Perché si parla di sessismo interiorizzato
Ci sono situazioni che fanno talmente parte della nostra cultura che – almeno finora – sono state ritenute normali, non degne di attenzione né tantomeno di sconvolgimento. E invece, sono proprio comportamenti di un certo tipo che vanno modificati per ottenere un cambiamento culturale reale da cui partire.
Un esempio spesso utilizzato è quello delle pubblicità anni Novanta di giochi per bambini, riflesso di una società in cui le donne erano quelle dedicate alla cura della casa e dei figli (e quindi per le bimbe vai di bambolotti, cucine, servizi da tè) mentre gli uomini erano i lavoratori “veri”, da cui dipendevano giochi come macchine, esperimenti scientifici, ecc.
Si potrebbe andare avanti a lungo anche con esempi in cui gli stereotipi di genere sul ruolo sociale femminile sono talmente parte del linguaggio comune da essere considerati normali. Come quando si dice che una donna ha le palle, intendendo quindi che un certo tipo di forza, di tenacia, di coraggio sia appannaggio del solo sesso maschile. O che un bambino che piange è una femminuccia, in quanto in balia delle sue emozioni.
Il peso delle aspettative
Tanto della società in cui viviamo dipende dal modo in cui cresciamo.
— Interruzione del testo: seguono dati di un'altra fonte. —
//! Registry model documents
//!
//! These types mirror the `/model` document served by an xRegistry
//! endpoint. Registries emit lowercase keys (`specversion`, `registryid`,
//! `hasdocument`); the camelCase spellings are accepted as well and are what
//! we serialize. Any subset of the document is valid input: missing fields
//! fall back to empty values so that partial models can still be merged.

use serde::{Deserialize, Deserializer, Serialize};
use serde_json::Value;
use std::collections::{BTreeMap, BTreeSet};

/// Spec version reported by the built-in fallback model
pub const DEFAULT_SPEC_VERSION: &str = "1.0-rc1";

/// A registry's schema: capabilities plus its group types
#[derive(Debug, Clone, Default, PartialEq, Serialize, Deserialize)]
#[serde(rename_all = "camelCase")]
pub struct RegistryModel {
    #[serde(default, alias = "specversion", deserialize_with = "null_as_empty")]
    pub spec_version: String,

    #[serde(default, alias = "registryid", deserialize_with = "null_as_empty")]
    pub registry_id: String,

    #[serde(default, deserialize_with = "null_as_empty")]
    pub name: String,

    #[serde(default, deserialize_with = "null_as_empty")]
    pub description: String,

    #[serde(default, deserialize_with = "null_as_empty")]
    pub capabilities: Capabilities,

    /// Group types keyed by their plural name
    #[serde(default, deserialize_with = "skip_null_entries")]
    pub groups: BTreeMap<String, GroupType>,
}

/// What the registry API supports
#[derive(Debug, Clone, Default, PartialEq, Eq, Serialize, Deserialize)]
pub struct Capabilities {
    #[serde(default, deserialize_with = "null_as_empty")]
    pub apis: BTreeSet<String>,

    #[serde(default, deserialize_with = "null_as_empty")]
    pub schemas: BTreeSet<String>,

    #[serde(default, skip_serializing_if = "Option::is_none")]
    pub pagination: Option<bool>,
}

/// A group type, e.g. `endpoints` or `schemagroups`
#[derive(Debug, Clone, Default, PartialEq, Serialize, Deserialize)]
pub struct GroupType {
    #[serde(default, deserialize_with = "null_as_empty")]
    pub plural: String,

    #[serde(default, deserialize_with = "null_as_empty")]
    pub singular: String,

    #[serde(default, deserialize_with = "null_as_empty")]
    pub description: String,

    #[serde(default, deserialize_with = "skip_null_entries")]
    pub attributes: BTreeMap<String, AttributeSchema>,

    #[serde(default, deserialize_with = "skip_null_entries")]
    pub resources: BTreeMap<String, ResourceType>,
}

/// A resource type nested under a group type
#[derive(Debug, Clone, Default, PartialEq, Serialize, Deserialize)]
#[serde(rename_all = "camelCase")]
pub struct ResourceType {
    #[serde(default, deserialize_with = "null_as_empty")]
    pub plural: String,

    #[serde(default, deserialize_with = "null_as_empty")]
    pub singular: String,

    #[serde(default, deserialize_with = "null_as_empty")]
    pub description: String,

    #[serde(default, alias = "hasdocument", skip_serializing_if = "Option::is_none")]
    pub has_document: Option<bool>,

    #[serde(default, alias = "maxversions", skip_serializing_if = "Option::is_none")]
    pub max_versions: Option<u64>,

    #[serde(default, deserialize_with = "skip_null_entries")]
    pub attributes: BTreeMap<String, AttributeSchema>,
}

/// Schema of a single attribute. Opaque to the merger.
#[derive(Debug, Clone, Default, PartialEq, Serialize, Deserialize)]
pub struct AttributeSchema {
    #[serde(rename = "type", default, deserialize_with = "null_as_empty")]
    pub attr_type: String,

    #[serde(default, skip_serializing_if = "Option::is_none")]
    pub description: Option<String>,

    #[serde(default, skip_serializing_if = "Option::is_none")]
    pub required: Option<bool>,

    #[serde(default, skip_serializing_if = "Option::is_none")]
    pub default: Option<Value>,

    #[serde(default, skip_serializing_if = "Option::is_none")]
    pub readonly: Option<bool>,

    /// Element schema for `array` and `map` attributes
    #[serde(default, skip_serializing_if = "Option::is_none")]
    pub item: Option<Box<AttributeSchema>>,

    /// Member schemas for `object` attributes
    #[serde(default, skip_serializing_if = "Option::is_none")]
    pub attributes: Option<BTreeMap<String, AttributeSchema>>,

    /// Keys we don't model explicitly (`enum`, `strict`, `immutable`, ...)
    #[serde(flatten)]
    pub extensions: BTreeMap<String, Value>,
}

impl RegistryModel {
    /// The model used when no endpoint has contributed anything yet
    pub fn fallback() -> Self {
        Self {
            spec_version: DEFAULT_SPEC_VERSION.to_string(),
            registry_id: "xregistry".to_string(),
            name: "xRegistry".to_string(),
            description: "xRegistry metadata registry".to_string(),
            capabilities: Capabilities {
                apis: ["/capabilities", "/export", "/model"]
                    .into_iter()
                    .map(String::from)
                    .collect(),
                schemas: BTreeSet::from([format!("xRegistry-json/{}", DEFAULT_SPEC_VERSION)]),
                pagination: Some(false),
            },
            groups: BTreeMap::new(),
        }
    }

    /// Whether this model declares the given group type
    pub fn has_group_type(&self, group_type: &str) -> bool {
        self.groups.contains_key(group_type)
    }

    /// Parse a model from a JSON value
    pub fn from_value(value: Value) -> serde_json::Result<Self> {
        serde_json::from_value(value)
    }
}

/// Treat an explicit `null` the same as a missing field
fn null_as_empty<'de, D, T>(deserializer: D) -> Result<T, D::Error>
where
    D: Deserializer<'de>,
    T: Deserialize<'de> + Default,
{
    Ok(Option::<T>::deserialize(deserializer)?.unwrap_or_default())
}

/// Drop map entries whose value is `null` instead of rejecting the document
fn skip_null_entries<'de, D, T>(deserializer: D) -> Result<BTreeMap<String, T>, D::Error>
where
    D: Deserializer<'de>,
    T: Deserialize<'de>,
{
    let raw: Option<BTreeMap<String, Option<T>>> = Option::deserialize(deserializer)?;
    Ok(raw
        .unwrap_or_default()
        .into_iter()
        .filter_map(|(key, value)| value.map(|v| (key, v)))
        .collect())
}
//! Lexical rules of the sift DSL
//!
//! One ordered ruleset; the lexer tries rules top to bottom at every
//! position, so ordering encodes priority:
//!
//! 1. Whitespace, comments and brackets, folded into one `Ignore` rule
//! 2. Multi-rune operators, before their single-rune prefixes
//! 3. Single-rune operators
//! 4. Keywords, boundary-checked so they never split an identifier
//! 5. Unified keyword groups (strictness levels, conditions, build classes)
//! 6. Variable references, quoted strings, numbers, identifiers

use std::rc::Rc;

use crate::sift::dsl::keywords;
use crate::sift::dsl::tokens::SiftToken;
use crate::sift::lexing::rules::{
    AlphanumericRule, CharRule, CharSetRule, DelimitedRule, KeywordRule, LexingRule,
    LineCommentRule, NumberRule, OrRule, PredicateRule, QuotedRule, UnquotedRule, WhitespaceRule,
};

/// Runes an identifier may contain past its first
fn identifier_rune() -> Rc<dyn LexingRule<SiftToken>> {
    Rc::new(OrRule::new(
        "identifier_rune",
        vec![
            Box::new(AlphanumericRule::new(
                "letter_or_digit",
                true,
                SiftToken::Ignore,
            )),
            Box::new(CharSetRule::new(
                "dot_or_underscore",
                &['.', '_'],
                SiftToken::Ignore,
            )),
        ],
        SiftToken::Ignore,
    ))
}

/// Runes an identifier may start with
fn identifier_first_rune() -> Rc<dyn LexingRule<SiftToken>> {
    Rc::new(OrRule::new(
        "identifier_first_rune",
        vec![
            Box::new(AlphanumericRule::new("letter", false, SiftToken::Ignore)),
            Box::new(CharSetRule::new("underscore", &['_'], SiftToken::Ignore)),
        ],
        SiftToken::Ignore,
    ))
}

/// Runes that can extend an operator; `<` must not match inside `<=`
fn operator_rune() -> Rc<dyn LexingRule<SiftToken>> {
    Rc::new(CharSetRule::new(
        "operator_rune",
        &['=', '>', '<', '!'],
        SiftToken::Ignore,
    ))
}

fn keyword(
    symbol: &str,
    literal: &str,
    boundary: &Rc<dyn LexingRule<SiftToken>>,
    kind: SiftToken,
) -> Box<dyn LexingRule<SiftToken>> {
    Box::new(KeywordRule::new(symbol, literal, Rc::clone(boundary), kind))
}

/// An alternation of boundary-checked keywords sharing one token kind,
/// longest word first
fn keyword_group(
    symbol: &str,
    words: &[&'static str],
    boundary: &Rc<dyn LexingRule<SiftToken>>,
    kind: SiftToken,
) -> Box<dyn LexingRule<SiftToken>> {
    let rules = keywords::by_descending_length(words)
        .into_iter()
        .map(|word| keyword(symbol, word, boundary, kind))
        .collect();
    Box::new(OrRule::new(symbol, rules, kind))
}

/// The full lexical ruleset of the sift DSL, in resolution order
pub fn lexical_ruleset() -> Vec<Box<dyn LexingRule<SiftToken>>> {
    let identifier = identifier_rune();
    let operator = operator_rune();

    vec![
        // Whitespace, comments and the structural brackets all collapse to
        // Ignore; the block comment must be tried before the line comment
        // because both start with `!!`.
        Box::new(OrRule::new(
            "ignored",
            vec![
                Box::new(DelimitedRule::new(
                    "block_comment",
                    "!![",
                    "]!!",
                    SiftToken::Ignore,
                )),
                Box::new(LineCommentRule::new(
                    "line_comment",
                    "!!",
                    SiftToken::Ignore,
                )),
                Box::new(WhitespaceRule::new("whitespace", SiftToken::Ignore)),
                Box::new(CharSetRule::new(
                    "bracket",
                    &['{', '}', '[', ']', '(', ')'],
                    SiftToken::Ignore,
                )),
            ],
            SiftToken::Ignore,
        )),
        // Multi-rune operators; the boundary keeps `<` out of `<=`
        keyword("assign", "=>", &operator, SiftToken::Assign),
        keyword("chain", "->", &operator, SiftToken::Chain),
        keyword("less_equals", "<=", &operator, SiftToken::LessEquals),
        keyword("greater_equals", ">=", &operator, SiftToken::GreaterEquals),
        keyword("equals", "==", &operator, SiftToken::Equals),
        keyword("not_equals", "!=", &operator, SiftToken::NotEquals),
        // Single-rune operators
        Box::new(CharRule::new("less", '<', SiftToken::Less)),
        Box::new(CharRule::new("greater", '>', SiftToken::Greater)),
        Box::new(CharRule::new("plus", '+', SiftToken::Plus)),
        Box::new(CharRule::new("hash", '#', SiftToken::Hash)),
        // Keywords, longest first so no entry shadows a longer one
        keyword("override", "!override", &identifier, SiftToken::Override),
        keyword(
            "section_conditions",
            "SECTION_CONDITIONS",
            &identifier,
            SiftToken::SectionConditions,
        ),
        keyword(
            "description",
            "DESCRIPTION",
            &identifier,
            SiftToken::Description,
        ),
        keyword(
            "strictness",
            "STRICTNESS",
            &identifier,
            SiftToken::Strictness,
        ),
        keyword("metadata", "METADATA", &identifier, SiftToken::Metadata),
        keyword("section", "SECTION", &identifier, SiftToken::Section),
        keyword("version", "VERSION", &identifier, SiftToken::Version),
        keyword("import", "IMPORT", &identifier, SiftToken::Import),
        keyword("macro", "MACRO", &identifier, SiftToken::Macro),
        keyword("where", "WHERE", &identifier, SiftToken::Where),
        keyword("rules", "RULES", &identifier, SiftToken::Rules),
        keyword("build", "BUILD", &identifier, SiftToken::Build),
        keyword("name", "NAME", &identifier, SiftToken::Name),
        keyword("var", "var", &identifier, SiftToken::Var),
        // Unified keyword groups
        keyword_group(
            "strictness_level",
            keywords::STRICTNESS_LEVELS,
            &identifier,
            SiftToken::StrictnessLevel,
        ),
        keyword_group(
            "condition",
            keywords::CONDITIONS,
            &identifier,
            SiftToken::Condition,
        ),
        keyword_group(
            "build_class",
            keywords::BUILD_CLASSES,
            &identifier,
            SiftToken::BuildClass,
        ),
        // `$`-prefixed variable reference; the `$` stays in the value
        Box::new(
            UnquotedRule::new(
                "variable_reference",
                Rc::clone(&identifier),
                SiftToken::VariableReference,
            )
            .with_first(Rc::new(CharRule::new(
                "dollar",
                '$',
                SiftToken::VariableReference,
            ))),
        ),
        // Quoted strings, quotes stripped; any rune but a line break
        Box::new(QuotedRule::new(
            "quoted",
            Rc::new(PredicateRule::new(
                "quoted_rune",
                |rune: char| rune != '\n' && rune != '\r',
                "?",
                SiftToken::Ignore,
            )),
            false,
            SiftToken::Quoted,
        )),
        Box::new(NumberRule::new("number", SiftToken::Number)),
        Box::new(
            UnquotedRule::new("identifier", identifier, SiftToken::Identifier)
                .with_first(identifier_first_rune()),
        ),
    ]
}

#[cfg(test)]
mod tests {
    use super::*;
    use crate::sift::dsl::lex_source;
    use crate::sift::token::Token;

    fn significant(source: &str) -> Vec<Token<SiftToken>> {
        lex_source(source)
            .unwrap()
            .into_iter()
            .filter(|token| !token.is_kind(SiftToken::Ignore))
            .collect()
    }

    fn kinds(source: &str) -> Vec<SiftToken> {
        significant(source).into_iter().map(|t| t.kind).collect()
    }

    #[test]
    fn test_operators_lex_longest_first() {
        assert_eq!(
            kinds("=> -> <= >= == != < >"),
            vec![
                SiftToken::Assign,
                SiftToken::Chain,
                SiftToken::LessEquals,
                SiftToken::GreaterEquals,
                SiftToken::Equals,
                SiftToken::NotEquals,
                SiftToken::Less,
                SiftToken::Greater,
            ]
        );
    }

    #[test]
    fn test_comparator_binds_to_following_number() {
        let tokens = significant("ITEMLEVEL >= 60");
        assert_eq!(tokens.len(), 3);
        assert_eq!(tokens[0].kind, SiftToken::Condition);
        assert_eq!(tokens[1].kind, SiftToken::GreaterEquals);
        assert_eq!(tokens[2].value, "60");
    }

    #[test]
    fn test_keyword_requires_boundary() {
        // A keyword embedded in a longer word is an identifier
        assert_eq!(kinds("SECTIONS"), vec![SiftToken::Identifier]);
        assert_eq!(kinds("SECTION"), vec![SiftToken::Section]);
        assert_eq!(
            kinds("SECTION_CONDITIONS"),
            vec![SiftToken::SectionConditions]
        );
    }

    #[test]
    fn test_strictness_levels_unify() {
        let tokens = significant("ALL SOFT SEMI-STRICT STRICT SUPER-STRICT");
        assert_eq!(tokens.len(), 5);
        for token in &tokens {
            assert_eq!(token.kind, SiftToken::StrictnessLevel);
        }
        assert_eq!(tokens[2].value, "SEMI-STRICT");
        assert_eq!(tokens[4].value, "SUPER-STRICT");
    }

    #[test]
    fn test_variable_reference_keeps_sigil() {
        let tokens = significant("$chromatic_size");
        assert_eq!(tokens.len(), 1);
        assert_eq!(tokens[0].kind, SiftToken::VariableReference);
        assert_eq!(tokens[0].value, "$chromatic_size");
    }

    #[test]
    fn test_quoted_value_is_stripped() {
        let tokens = significant("NAME => \"My Filter\"");
        assert_eq!(tokens[2].kind, SiftToken::Quoted);
        assert_eq!(tokens[2].value, "My Filter");
    }

    #[test]
    fn test_comments_and_brackets_lex_to_ignore() {
        let tokens = lex_source("!! note\n{ } !![ box ]!!").unwrap();
        for token in &tokens {
            assert!(token.is_kind(SiftToken::Ignore), "got {:?}", token);
        }
    }

    #[test]
    fn test_override_keyword() {
        assert_eq!(kinds("!override"), vec![SiftToken::Override]);
    }

    #[test]
    fn test_build_class_table() {
        let tokens = significant("BODY-ARMOUR");
        assert_eq!(tokens.len(), 1);
        assert_eq!(tokens[0].kind, SiftToken::BuildClass);
        assert_eq!(tokens[0].value, "BODY-ARMOUR");
    }
}
//! Parse-tree post-processing
//!
//! Two pure, non-destructive transformations. Both return fresh trees and
//! preserve the relative order of retained children; the source's split
//! between "filter by symbol" and "remove empty" is kept so callers can
//! choose either pass independently. Both passes are idempotent.

use crate::sift::parsing::ParseTree;
use crate::sift::token::TokenKind;

/// Copy the tree, dropping every node (and its subtree) whose symbol is in
/// the filtered set. Returns `None` when the root itself is filtered.
pub fn filter_symbols<K: TokenKind>(
    tree: &ParseTree<K>,
    filtered: &[&str],
) -> Option<ParseTree<K>> {
    if filtered.contains(&tree.symbol.as_str()) {
        return None;
    }
    let children = tree
        .children
        .iter()
        .filter_map(|child| filter_symbols(child, filtered))
        .collect();
    Some(ParseTree {
        symbol: tree.symbol.clone(),
        token: tree.token.clone(),
        children,
    })
}

/// Copy the tree, dropping bottom-up every node that carries no token and
/// has no remaining children. A node becomes empty if all its descendants
/// are removed. Returns `None` when the whole tree collapses.
pub fn prune_empty<K: TokenKind>(tree: &ParseTree<K>) -> Option<ParseTree<K>> {
    let children: Vec<ParseTree<K>> = tree
        .children
        .iter()
        .filter_map(prune_empty)
        .collect();
    if tree.token.is_none() && children.is_empty() {
        return None;
    }
    Some(ParseTree {
        symbol: tree.symbol.clone(),
        token: tree.token.clone(),
        children,
    })
}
In un Paese che si basa sul welfare familiare, in cui le donne sono costrette a lasciare il loro lavoro per accudire i figli o gli anziani, sopperendo quindi a una carenza di servizi statali, è difficile pensare di poter dare esempi diversi alle generazioni future.
Non solo. Viviamo in un contesto in cui la pressione sociale è sempre più forte, ancor di più con i social che vengono utilizzati da utenti sempre più piccoli. Secondo una ricerca globale condotta da Edelman DXI per il Gruppo Lego, la pressione della perfezione e l’uso di un linguaggio quotidiano caratterizzato da pregiudizi possono rappresentare un rischio per il raggiungimento del potenziale creativo, in particolare per le bambine.
Dalle interviste condotte in 36 Paesi con oltre 61.500 genitori e bambini di età compresa tra i 5 e i 12 anni, è emerso che già all'età di 5 anni la fiducia creativa delle bambine inizia a essere compromessa.
A questa giovane età, infatti, tre quarti (76%) si sentono sicure nella propria creatività, ma questa fiducia diminuisce durante la crescita e due terzi delle bambine spesso si sentono preoccupate nel condividere le proprie idee.
A ciò si aggiunge il peso del perfezionismo e dell’ansia di commettere errori (72%).
Non solo: oltre la metà dei bambini ritiene che gli adulti ascoltino maggiormente le idee creative dei bambini rispetto a quelle delle bambine.
Il 68% dei genitori concorda sul fatto che la società prenda più sul serio i creativi maschi rispetto alle femmine.
(Per dare risposta a questi risultati e sostenere la creatività femminile il Gruppo Lego sta lanciando una serie di iniziative come workshop per bambini e bambine e una guida per i genitori, oltre a un programma di eventi in collaborazione con Save the Children).